U.S. Rep. Mark Pocan said what’s happening in Afghanistan is the result of failures 20 years ago, while Republican U.S. Rep. Mike Gallagher put the blame squarely on the Biden administration.

Both Pocan, D-Town of Vermont, and Gallagher, R-Green Bay, appeared in separate interviews Sunday on “UpFront,” produced in partnership with WisPolitics.com.

Pocan said part of the original mission two decades ago was “botched,” and the fault goes back over four administrations, with intelligence failures and “overly rosy” projections from the Department of Defense.

“I think this was inevitable. Even if we were there for another five years or 20 years, I think you would have had some of the same scenes,” Pocan said.

“Having said that, I do think we probably should have started the withdrawal of folks earlier, and that would have helped to make the transition easier,” Pocan said

But Gallagher countered that “this was an avoidable tragedy.”
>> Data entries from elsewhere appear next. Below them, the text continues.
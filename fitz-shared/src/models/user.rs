use serde::{Deserialize, Serialize};
use std::{fmt, str::FromStr};

/// Gender options offered by the registration and settings forms.
#[derive(Debug, Clone, Copy, Serialize, Deserialize, PartialEq, Eq, Hash)]
#[serde(rename_all = "lowercase")]
pub enum Gender {
    Male,
    Female,
    Other,
}

impl Gender {
    /// Every selectable value, in form order.
    pub const ALL: [Self; 3] = [Self::Male, Self::Female, Self::Other];

    /// Return the canonical string representation used on the wire.
    #[must_use]
    pub fn as_str(self) -> &'static str {
        match self {
            Self::Male => "male",
            Self::Female => "female",
            Self::Other => "other",
        }
    }

    /// Human readable label for select inputs.
    #[must_use]
    pub fn label(self) -> &'static str {
        match self {
            Self::Male => "Male",
            Self::Female => "Female",
            Self::Other => "Other",
        }
    }
}

impl fmt::Display for Gender {
    fn fmt(&self, f: &mut fmt::Formatter<'_>) -> fmt::Result {
        f.write_str(self.as_str())
    }
}

impl FromStr for Gender {
    type Err = &'static str;

    fn from_str(value: &str) -> Result<Self, Self::Err> {
        match value {
            "male" => Ok(Self::Male),
            "female" => Ok(Self::Female),
            "other" => Ok(Self::Other),
            _ => Err("unknown gender"),
        }
    }
}

/// Self-reported training experience.
#[derive(Debug, Clone, Copy, Serialize, Deserialize, PartialEq, Eq, Hash)]
#[serde(rename_all = "lowercase")]
pub enum FitnessLevel {
    Beginner,
    Intermediate,
    Advanced,
}

impl FitnessLevel {
    /// Every selectable value, in form order.
    pub const ALL: [Self; 3] = [Self::Beginner, Self::Intermediate, Self::Advanced];

    /// Return the canonical string representation used on the wire.
    #[must_use]
    pub fn as_str(self) -> &'static str {
        match self {
            Self::Beginner => "beginner",
            Self::Intermediate => "intermediate",
            Self::Advanced => "advanced",
        }
    }

    /// Human readable label for select inputs.
    #[must_use]
    pub fn label(self) -> &'static str {
        match self {
            Self::Beginner => "Beginner",
            Self::Intermediate => "Intermediate",
            Self::Advanced => "Advanced",
        }
    }
}

impl fmt::Display for FitnessLevel {
    fn fmt(&self, f: &mut fmt::Formatter<'_>) -> fmt::Result {
        f.write_str(self.as_str())
    }
}

impl FromStr for FitnessLevel {
    type Err = &'static str;

    fn from_str(value: &str) -> Result<Self, Self::Err> {
        match value {
            "beginner" => Ok(Self::Beginner),
            "intermediate" => Ok(Self::Intermediate),
            "advanced" => Ok(Self::Advanced),
            _ => Err("unknown fitness level"),
        }
    }
}

/// The authenticated user's profile as returned by the API.
///
/// Only `username` is guaranteed; the remaining attributes are optional
/// because login responses may carry a trimmed-down user.
#[derive(Debug, Clone, Default, Serialize, Deserialize, PartialEq)]
#[serde(rename_all = "camelCase")]
pub struct User {
    /// Server identifier.
    #[serde(rename = "_id", default, skip_serializing_if = "Option::is_none")]
    pub id: Option<String>,

    /// Display handle.
    pub username: String,

    /// Account email address.
    #[serde(default)]
    pub email: String,

    /// Age in years.
    #[serde(default, skip_serializing_if = "Option::is_none")]
    pub age: Option<u32>,

    #[serde(default, skip_serializing_if = "Option::is_none")]
    pub gender: Option<Gender>,

    /// Height in centimetres.
    #[serde(default, skip_serializing_if = "Option::is_none")]
    pub height: Option<f64>,

    /// Body weight in kilograms.
    #[serde(default, skip_serializing_if = "Option::is_none")]
    pub weight: Option<f64>,

    /// Target body weight in kilograms.
    #[serde(default, skip_serializing_if = "Option::is_none")]
    pub weight_goal: Option<f64>,

    #[serde(default, skip_serializing_if = "Option::is_none")]
    pub main_goal: Option<String>,

    #[serde(default, skip_serializing_if = "Option::is_none")]
    pub fitness_level: Option<FitnessLevel>,

    #[serde(default, skip_serializing_if = "Option::is_none")]
    pub preferred_workout_split: Option<String>,
}

#[cfg(test)]
mod tests {
    use super::*;

    #[test]
    fn test_user_from_full_profile() {
        let json = r#"{
            "_id": "64f0c0ffee",
            "username": "lifter",
            "email": "lifter@example.com",
            "age": 31,
            "gender": "female",
            "height": 168.5,
            "weight": 62.0,
            "weightGoal": 60.0,
            "mainGoal": "strength",
            "fitnessLevel": "intermediate",
            "preferredWorkoutSplit": "push/pull/legs"
        }"#;
        let user: User = serde_json::from_str(json).unwrap();

        assert_eq!(user.id.as_deref(), Some("64f0c0ffee"));
        assert_eq!(user.age, Some(31));
        assert_eq!(user.gender, Some(Gender::Female));
        assert_eq!(user.weight_goal, Some(60.0));
        assert_eq!(user.fitness_level, Some(FitnessLevel::Intermediate));
        assert_eq!(user.preferred_workout_split.as_deref(), Some("push/pull/legs"));
    }

    #[test]
    fn test_user_from_minimal_payload() {
        let user: User = serde_json::from_str(r#"{"username":"a"}"#).unwrap();
        assert_eq!(user.username, "a");
        assert!(user.email.is_empty());
        assert!(user.id.is_none());
        assert!(user.gender.is_none());
    }

    #[test]
    fn test_user_serializes_camel_case_and_skips_missing() {
        let user = User {
            username: "a".to_string(),
            weight_goal: Some(70.0),
            ..User::default()
        };
        let json = serde_json::to_string(&user).unwrap();
        assert!(json.contains("\"weightGoal\":70.0"));
        assert!(!json.contains("_id"));
        assert!(!json.contains("fitnessLevel"));
    }

    #[test]
    fn gender_and_level_parse() {
        for gender in Gender::ALL {
            assert_eq!(Gender::from_str(gender.as_str()).unwrap(), gender);
        }
        for level in FitnessLevel::ALL {
            assert_eq!(level.to_string(), level.as_str());
            assert_eq!(FitnessLevel::from_str(level.as_str()).unwrap(), level);
        }
        assert!(Gender::from_str("robot").is_err());
        assert!(FitnessLevel::from_str("elite").is_err());
    }
}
“We chose defeat in Afghanistan and it didn’t have to be this way,” he said.

The ex-Marine said some of the chaos now being seen in Kabul could have been prevented if the Biden administration had kept the Bagram airbase open. He also called it a “disgrace” that President Biden blamed Afghans for the fall of their own government and failing to fight.

“It is astounding to me that in light of the clear evidence of what a tragedy, what a fiasco this is, the president is doubling down, he’s not admitting any blame, he’s not demanding more from his national security team, and he’s blaming the Afghans,” Gallagher said.

Pocan said nation-building in Afghanistan failed and there should have been a different approach from the beginning.

“You can’t expect to go into a country that is so different than the United States, like Afghanistan, and you’re going to leave with having a bunch of Dunkin Donuts and Disneylands in place. That was never going to happen,” Pocan said.

The two congressmen also addressed the matter of Afghan refugees that are expected to arrive at Fort McCoy.

“My own view is that if you fought with us in Afghanistan, if you risked your lives and we made promises to you, we should do everything possible to make you eligible for the (Special Immigrant Visa) process,” Gallagher said, adding that the SIV process has “very high-level vetting requirements.”

Pocan said the United States has an obligation to help Afghans who risked their lives to help America, and their families.

“We have to get them out of Afghanistan and we have to accept refugees like we always have; it’s part of our moral compass as a nation,” Pocan said.

Both congressmen agreed on the urgent need to get Americans out of Afghanistan.

“We are going to stay there and get every American out of there, and take care of our Afghan allies as well,” Gallagher said.

Also on the program, a Republican candidate for attorney general, Eric Toney, said Wisconsin needs “an attorney general that will stand with the rule of law and stand with our law enforcement.”

“We can’t be condemning and convicting law enforcement without the facts, like we’ve seen our governor do and our attorney general fail to stand up for our law enforcement,” said Toney, who is the Fond du Lac County district attorney.

Toney also knocked Democratic incumbent AG Josh Kaul for what Toney claimed is a less productive state crime lab under Kaul, as compared to his Republican predecessor, Brad Schimel.

“I’m the only front-line prosecutor in this race that’s actually used the resources of the Wisconsin Crime Lab in the prosecution of cases. That’s the type of experience we need at the attorney general office, somebody that has personally used those resources, understands what it takes, what goes into them, and how best to deploy those resources,” Toney said.

Toney will face UW-Madison professor Ryan Owens in the Republican primary. The winner will square off against Kaul in the November 2022 general election.